### WHAT YOU ARE ASKED TO DO
If a line in the entries includes "crate", show that line.

· · · ·

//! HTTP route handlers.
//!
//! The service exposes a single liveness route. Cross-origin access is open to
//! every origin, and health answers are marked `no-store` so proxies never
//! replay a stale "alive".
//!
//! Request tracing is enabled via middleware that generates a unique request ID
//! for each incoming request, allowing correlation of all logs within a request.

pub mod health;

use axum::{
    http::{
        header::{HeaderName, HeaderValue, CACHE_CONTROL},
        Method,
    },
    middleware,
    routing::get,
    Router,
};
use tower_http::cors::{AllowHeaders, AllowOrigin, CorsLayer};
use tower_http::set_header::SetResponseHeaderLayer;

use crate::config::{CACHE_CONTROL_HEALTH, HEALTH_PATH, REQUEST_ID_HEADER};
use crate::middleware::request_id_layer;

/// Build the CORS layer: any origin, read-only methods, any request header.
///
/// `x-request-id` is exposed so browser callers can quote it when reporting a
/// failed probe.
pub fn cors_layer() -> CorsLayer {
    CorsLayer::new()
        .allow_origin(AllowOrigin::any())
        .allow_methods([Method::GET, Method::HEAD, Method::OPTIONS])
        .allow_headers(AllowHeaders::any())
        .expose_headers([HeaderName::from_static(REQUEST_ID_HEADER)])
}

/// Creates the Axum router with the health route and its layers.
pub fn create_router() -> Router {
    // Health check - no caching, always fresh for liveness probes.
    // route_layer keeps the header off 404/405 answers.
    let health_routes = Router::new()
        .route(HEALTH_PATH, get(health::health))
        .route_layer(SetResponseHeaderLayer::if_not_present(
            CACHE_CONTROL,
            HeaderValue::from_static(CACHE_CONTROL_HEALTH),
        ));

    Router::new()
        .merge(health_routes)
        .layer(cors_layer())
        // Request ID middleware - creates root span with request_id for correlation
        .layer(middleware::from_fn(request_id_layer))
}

· · · ·

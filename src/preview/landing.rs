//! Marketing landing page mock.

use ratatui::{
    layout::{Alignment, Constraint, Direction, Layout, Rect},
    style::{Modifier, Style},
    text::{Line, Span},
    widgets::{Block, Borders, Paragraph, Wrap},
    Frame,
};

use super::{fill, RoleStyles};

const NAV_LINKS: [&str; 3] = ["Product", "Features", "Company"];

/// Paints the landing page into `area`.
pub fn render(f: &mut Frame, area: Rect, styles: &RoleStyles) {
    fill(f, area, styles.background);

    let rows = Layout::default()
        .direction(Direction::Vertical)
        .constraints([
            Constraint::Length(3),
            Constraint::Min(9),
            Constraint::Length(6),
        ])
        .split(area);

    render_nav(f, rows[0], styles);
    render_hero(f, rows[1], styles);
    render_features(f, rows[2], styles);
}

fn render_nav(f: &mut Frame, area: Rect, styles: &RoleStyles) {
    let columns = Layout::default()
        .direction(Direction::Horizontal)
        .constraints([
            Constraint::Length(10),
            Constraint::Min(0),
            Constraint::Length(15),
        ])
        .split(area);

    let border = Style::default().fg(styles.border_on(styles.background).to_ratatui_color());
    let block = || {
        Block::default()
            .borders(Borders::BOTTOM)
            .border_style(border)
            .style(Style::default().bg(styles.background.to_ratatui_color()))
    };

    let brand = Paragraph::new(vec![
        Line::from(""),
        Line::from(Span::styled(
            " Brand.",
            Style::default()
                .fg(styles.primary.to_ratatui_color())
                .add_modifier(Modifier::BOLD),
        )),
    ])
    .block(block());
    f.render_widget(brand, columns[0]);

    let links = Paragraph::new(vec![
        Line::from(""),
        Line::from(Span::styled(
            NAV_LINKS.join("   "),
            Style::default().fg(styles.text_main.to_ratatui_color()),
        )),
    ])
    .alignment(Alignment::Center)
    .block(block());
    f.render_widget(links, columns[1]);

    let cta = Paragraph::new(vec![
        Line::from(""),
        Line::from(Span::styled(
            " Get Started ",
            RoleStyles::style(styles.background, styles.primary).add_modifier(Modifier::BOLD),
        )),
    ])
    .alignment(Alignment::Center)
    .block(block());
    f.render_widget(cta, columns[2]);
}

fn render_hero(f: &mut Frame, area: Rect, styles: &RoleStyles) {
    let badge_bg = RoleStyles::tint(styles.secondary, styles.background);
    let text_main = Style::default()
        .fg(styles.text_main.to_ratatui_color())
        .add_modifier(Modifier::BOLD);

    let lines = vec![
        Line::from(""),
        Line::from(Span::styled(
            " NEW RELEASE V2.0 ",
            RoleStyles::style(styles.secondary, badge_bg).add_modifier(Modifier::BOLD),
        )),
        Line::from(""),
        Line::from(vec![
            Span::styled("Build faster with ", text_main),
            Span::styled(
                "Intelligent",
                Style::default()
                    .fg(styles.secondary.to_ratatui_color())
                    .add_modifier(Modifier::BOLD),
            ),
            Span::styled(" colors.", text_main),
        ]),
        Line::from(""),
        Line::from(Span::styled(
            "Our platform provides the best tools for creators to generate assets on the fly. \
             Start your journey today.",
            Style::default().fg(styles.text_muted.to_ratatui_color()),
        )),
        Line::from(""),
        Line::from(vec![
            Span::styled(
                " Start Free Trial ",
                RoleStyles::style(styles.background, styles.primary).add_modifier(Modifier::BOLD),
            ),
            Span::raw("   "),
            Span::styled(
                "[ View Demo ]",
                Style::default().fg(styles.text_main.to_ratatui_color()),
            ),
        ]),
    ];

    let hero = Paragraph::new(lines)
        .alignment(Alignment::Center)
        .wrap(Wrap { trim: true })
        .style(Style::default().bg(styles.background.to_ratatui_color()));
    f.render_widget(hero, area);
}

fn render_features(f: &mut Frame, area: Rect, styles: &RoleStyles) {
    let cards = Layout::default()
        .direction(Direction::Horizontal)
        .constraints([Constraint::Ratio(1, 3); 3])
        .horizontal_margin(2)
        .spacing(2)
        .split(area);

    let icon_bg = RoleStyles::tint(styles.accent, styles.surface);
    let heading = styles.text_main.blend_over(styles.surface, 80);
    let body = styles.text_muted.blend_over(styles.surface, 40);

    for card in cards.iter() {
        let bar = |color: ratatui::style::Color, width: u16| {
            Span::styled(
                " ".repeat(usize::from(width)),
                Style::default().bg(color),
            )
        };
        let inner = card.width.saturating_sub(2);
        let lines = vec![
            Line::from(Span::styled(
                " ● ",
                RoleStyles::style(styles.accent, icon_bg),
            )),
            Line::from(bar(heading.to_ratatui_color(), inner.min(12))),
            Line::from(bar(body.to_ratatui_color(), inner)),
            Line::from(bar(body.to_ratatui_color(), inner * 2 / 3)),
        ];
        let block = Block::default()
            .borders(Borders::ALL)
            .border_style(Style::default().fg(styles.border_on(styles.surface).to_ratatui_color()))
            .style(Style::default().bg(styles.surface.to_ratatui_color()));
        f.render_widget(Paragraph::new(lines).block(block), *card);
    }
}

· · · ·

### RESPONSE
use crate::config::{CACHE_CONTROL_HEALTH, HEALTH_PATH, REQUEST_ID_HEADER};
use crate::middleware::request_id_layer;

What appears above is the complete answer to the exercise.